Washington. U.S. securities regulators are examining the behavior of several companies with links to FIFA or other soccer bodies caught up in a major corruption scandal to see if there were possible violations of U.S. federal bribery laws, a person with knowledge of the matter said.
The civil probe, which is in its early stages and may not lead to any findings of wrongdoing or enforcement action, is being conducted by the U.S. Securities and Exchange Commission.
It opens a new front in a wide-ranging investigation by the U.S. and Swiss authorities into bribery involving soccer officials, marketing executives and various companies. In late May, the U.S. indicted nine soccer officials – most of whom held positions at FIFA – and five executives for a range of offences related to more than $150 million of alleged bribes and kickbacks.
The SEC probe centers on publicly-traded companies who have been involved in soccer contracts, such as athletic shoes and sportswear company Nike Inc, said the source, who asked not to be named because of the non-public nature of the investigation.
The exact scope of the probe and the names of other companies being scrutinized could not be learned.

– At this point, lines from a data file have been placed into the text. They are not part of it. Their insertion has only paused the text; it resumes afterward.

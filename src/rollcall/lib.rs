//! # Rollcall Architecture
//!
//! Rollcall is a **UI-agnostic client library** for a student-roster REST
//! service, with a CLI shipped alongside it. The binary is a thin client of
//! the library, not the other way around.
//!
//! ## The Layer Stack
//!
//! ```text
//! ┌─────────────────────────────────────────────────────────────┐
//! │  CLI Layer (main.rs, args.rs, print.rs, session.rs)         │
//! │  - Parses arguments, formats output, handles terminal I/O   │
//! │  - The ONLY place that knows about stdout/stderr/exit codes │
//! │  - Owns the confirmation prompt and the browse event loop   │
//! └─────────────────────────────────────────────────────────────┘
//!                              │
//!                              ▼
//! ┌─────────────────────────────────────────────────────────────┐
//! │  API Layer (api.rs)                                         │
//! │  - Facade over commands, plus the form/session state:       │
//! │    which record is being edited, which search is active     │
//! │  - Returns structured Result types                          │
//! └─────────────────────────────────────────────────────────────┘
//!                              │
//!                              ▼
//! ┌─────────────────────────────────────────────────────────────┐
//! │  Command Layer (commands/*.rs)                              │
//! │  - Pure per-operation logic                                 │
//! │  - No I/O assumptions whatsoever                            │
//! └─────────────────────────────────────────────────────────────┘
//!                              │
//!                              ▼
//! ┌─────────────────────────────────────────────────────────────┐
//! │  Backend Layer (backend/)                                   │
//! │  - Abstract StudentBackend trait                            │
//! │  - HttpBackend (production), InMemoryBackend (testing)      │
//! └─────────────────────────────────────────────────────────────┘
//! ```
//!
//! ## Session state
//!
//! The roster lives on the server; the client's only durable state is a
//! small config file. The per-session state — edit vs. create mode and the
//! active search query — lives on the API facade, and the rule that every
//! successful mutation refreshes the view against the active search is
//! enforced there, not in each UI.
//!
//! ## Key Principle: No I/O Assumptions in Core
//!
//! From `api.rs` inward (API, commands, backend), code:
//! - Takes regular Rust function arguments
//! - Returns regular Rust types (`Result<CmdResult>`)
//! - **Never** writes to stdout/stderr
//! - **Never** calls `std::process::exit`
//! - **Never** assumes a terminal environment
//!
//! In particular, the interactive delete confirmation belongs to the CLI
//! layer: if the user declines, the API is simply never called.
//!
//! ## Module Overview
//!
//! - [`api`]: The API facade—entry point for all operations
//! - [`commands`]: Per-operation logic
//! - [`backend`]: Transport abstraction and implementations
//! - [`model`]: Core data types (`Student`, `StudentDraft`, `FormMode`)
//! - [`debounce`]: The search debounce state machine
//! - [`banner`]: Transient notices for the interactive session
//! - [`config`]: Deployment configuration (base URL, prefix, timeout)
//! - [`error`]: Error types
//! - CLI modules (`args`, `print`, `session`) live with the binary and are
//!   not part of the lib API

pub mod api;
pub mod backend;
pub mod banner;
pub mod commands;
pub mod config;
pub mod debounce;
pub mod error;
pub mod model;
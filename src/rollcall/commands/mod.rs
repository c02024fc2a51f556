use crate::model::Student;

pub mod add;
pub mod delete;
pub mod get;
pub mod list;
pub mod search;
pub mod stats;
pub mod update;

#[derive(Debug, Clone, PartialEq, Eq)]
pub enum MessageLevel {
    Info,
    Success,
    Warning,
    Error,
}

#[derive(Debug, Clone)]
pub struct CmdMessage {
    pub level: MessageLevel,
    pub content: String,
}

impl CmdMessage {
    pub fn info(content: impl Into<String>) -> Self {
        Self {
            level: MessageLevel::Info,
            content: content.into(),
        }
    }

    pub fn success(content: impl Into<String>) -> Self {
        Self {
            level: MessageLevel::Success,
            content: content.into(),
        }
    }

    pub fn warning(content: impl Into<String>) -> Self {
        Self {
            level: MessageLevel::Warning,
            content: content.into(),
        }
    }

    pub fn error(content: impl Into<String>) -> Self {
        Self {
            level: MessageLevel::Error,
            content: content.into(),
        }
    }
}

/// Summary of an active search, rendered as the result banner.
#[derive(Debug, Clone, PartialEq, Eq)]
pub struct SearchInfo {
    pub query: String,
    pub total: u64,
}

impl SearchInfo {
    pub fn headline(&self) -> String {
        let noun = if self.total == 1 { "student" } else { "students" };
        format!("Found {} {} matching \"{}\"", self.total, noun, self.query)
    }
}

/// Per-grade aggregate for the stats view.
#[derive(Debug, Clone, PartialEq)]
pub struct GradeStat {
    pub grade: String,
    pub count: usize,
    pub avg_age: f64,
}

#[derive(Debug, Clone, Default, PartialEq)]
pub struct RosterStats {
    pub total: usize,
    pub grades: Vec<GradeStat>,
}

#[derive(Debug, Default)]
pub struct CmdResult {
    /// Students to show in the list view (replaces the current view).
    pub students: Vec<Student>,
    /// Single fetched record (get / begin-edit).
    pub student: Option<Student>,
    pub search: Option<SearchInfo>,
    pub stats: Option<RosterStats>,
    pub messages: Vec<CmdMessage>,
}

impl CmdResult {
    pub fn add_message(&mut self, message: CmdMessage) {
        self.messages.push(message);
    }

    pub fn with_students(mut self, students: Vec<Student>) -> Self {
        self.students = students;
        self
    }

    pub fn with_student(mut self, student: Student) -> Self {
        self.student = Some(student);
        self
    }

    pub fn with_search(mut self, search: SearchInfo) -> Self {
        self.search = Some(search);
        self
    }

    pub fn with_stats(mut self, stats: RosterStats) -> Self {
        self.stats = Some(stats);
        self
    }
}

#[cfg(test)]
mod tests {
    use super::*;

    #[test]
    fn search_headline_pluralizes() {
        let one = SearchInfo {
            query: "ali".into(),
            total: 1,
        };
        assert_eq!(one.headline(), "Found 1 student matching \"ali\"");

        let many = SearchInfo {
            query: "a".into(),
            total: 3,
        };
        assert_eq!(many.headline(), "Found 3 students matching \"a\"");
    }
}
//! Transient notice shown by the interactive session: at most one visible
//! at a time, replaced by any newer notice, self-clearing after a fixed TTL.

use std::time::{Duration, Instant};

use crate::commands::CmdMessage;

/// How long a notice stays visible.
pub const BANNER_TTL: Duration = Duration::from_secs(3);

#[derive(Debug, Default)]
pub struct Banner {
    current: Option<(CmdMessage, Instant)>,
}

impl Banner {
    pub fn new() -> Self {
        Self::default()
    }

    /// Show a notice, replacing whatever was visible.
    pub fn show(&mut self, message: CmdMessage, now: Instant) {
        self.current = Some((message, now + BANNER_TTL));
    }

    /// The notice to render, if it has not expired.
    pub fn current(&mut self, now: Instant) -> Option<&CmdMessage> {
        if let Some((_, expires)) = &self.current {
            if now >= *expires {
                self.current = None;
            }
        }
        self.current.as_ref().map(|(message, _)| message)
    }

    pub fn clear(&mut self) {
        self.current = None;
    }
}

#[cfg(test)]
mod tests {
    use super::*;

    #[test]
    fn clears_itself_after_the_ttl() {
        let mut banner = Banner::new();
        let t0 = Instant::now();

        banner.show(CmdMessage::success("Student added successfully!"), t0);
        assert!(banner.current(t0 + Duration::from_secs(2)).is_some());
        assert!(banner.current(t0 + Duration::from_secs(3)).is_none());
        // Stays gone.
        assert!(banner.current(t0 + Duration::from_secs(4)).is_none());
    }

    #[test]
    fn newer_notice_replaces_and_restarts_the_clock() {
        let mut banner = Banner::new();
        let t0 = Instant::now();

        banner.show(CmdMessage::error("first"), t0);
        banner.show(CmdMessage::success("second"), t0 + Duration::from_secs(2));

        let visible = banner.current(t0 + Duration::from_secs(4)).unwrap();
        assert_eq!(visible.content, "second");
        assert!(banner.current(t0 + Duration::from_secs(5)).is_none());
    }

    #[test]
    fn manual_clear_hides_the_notice() {
        let mut banner = Banner::new();
        let t0 = Instant::now();

        banner.show(CmdMessage::info("hi"), t0);
        banner.clear();
        assert!(banner.current(t0).is_none());
    }
}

An SEC spokeswoman declined to comment.
Although Nike has not been specifically named or charged with any wrongdoing, the company was swept into the scandal when U.S. prosecutors in the indictment described bribes and kickbacks in connection with a landmark 1996 Nike deal in Brazil.
The description of the $160 million, 10-year deal signed by “Sportswear Company A” matched exactly the details of Nike’s agreement to become the footwear and apparel supplier and sponsor of the Brazilian national team, which at that time was the most successful in the world.
In a statement on Friday, a Nike spokesman said that the company “is committed to cooperating with any government investigation into the FIFA matter.”
In late May, Nike said that the government had not alleged that it violated the law or knowingly took part in a kickback scheme.
Securities experts say the SEC could potentially have a hook in the case through the Foreign Corrupt Practices Act (FCPA), an anti-bribery law.
The SEC and the U.S. Department of Justice both have power to bring FCPA cases, with the SEC’s jurisdiction centering on violations by public companies.
The law’s core anti-bribery provisions only apply to payments to governments or government officials. The Brazilian Football Confederation (CBF), which signed the 1996 deal with Nike, is a private organization.
But the law contains a corporate books and record-keeping requirement that applies to other kinds of illicit payments – such as commercial bribery – that may not be related to government corruption.
A provision of the FCPA prohibits companies from falsely recording bribe payments as legitimate business expenses.
For example, if companies misrepresented bribes paid to soccer officials as marketing or other kinds of expenses in their books, it could be considered a violation of the law, lawyers said.
Violations of this so-called books and records provision can lead to fines and disgorgement of ill-gotten gains.
For SEC cases, it is not enough of a defense for a company to say it did know that any of its overseas units were involved in paying bribes.
“Nobody at the parent has to know that the transaction was a bribe and was misreported, only someone at the subsidiary has to know,” said one attorney specializing in the FCPA. The attorney is not directly involved in the case but asked to remain anonymous to protect client relationships.
“With a bribe, you have to prove that the parent knew. With books and records, you just have to have a bad entry for the parent to be responsible.”
Nike is the only U.S. public company to be referenced in the U.S. indictment of the officials and executives.
Major publicly traded companies in the U.S. who are FIFA sponsors include McDonald’s, Visa and Coca-Cola.
On Friday, Coca-Cola and McDonald’s both added pressure on FIFA for reforms only days before its executive committee meets on Monday.
The SEC has invoked the FCPA’s books and records provision before to charge public companies for violations in connection with commercial bribery.
Earlier this year, the agency brought civil FCPA charges against Goodyear Tire & Rubber, whose Kenya subsidiaries were accused of paying bribes to employees of government-owned entities, as well as private companies.
Goodyear agreed to pay more than $16 million to settle the charges without admitting or denying wrongdoing.
In another case in 2013, the SEC and the Justice Department both filed parallel civil and criminal FCPA cases against ATM-maker Diebold, a publicly traded company accused of bribing government officials in China and Indonesia.
The U.S. government not only cited official bribes; it also accused the company of books and records violations in connection with payments to private Russian bank employees.
The company entered into a deferred prosecution agreement with the Justice Department, and paid penalties and disgorgement to settle the matter.
“Even if bribes are made only on a commercial basis, if they are misreported as promotional or other expenses, they can be the basis for FCPA liability,” Sidley Austin attorneys wrote in a client memo earlier this year.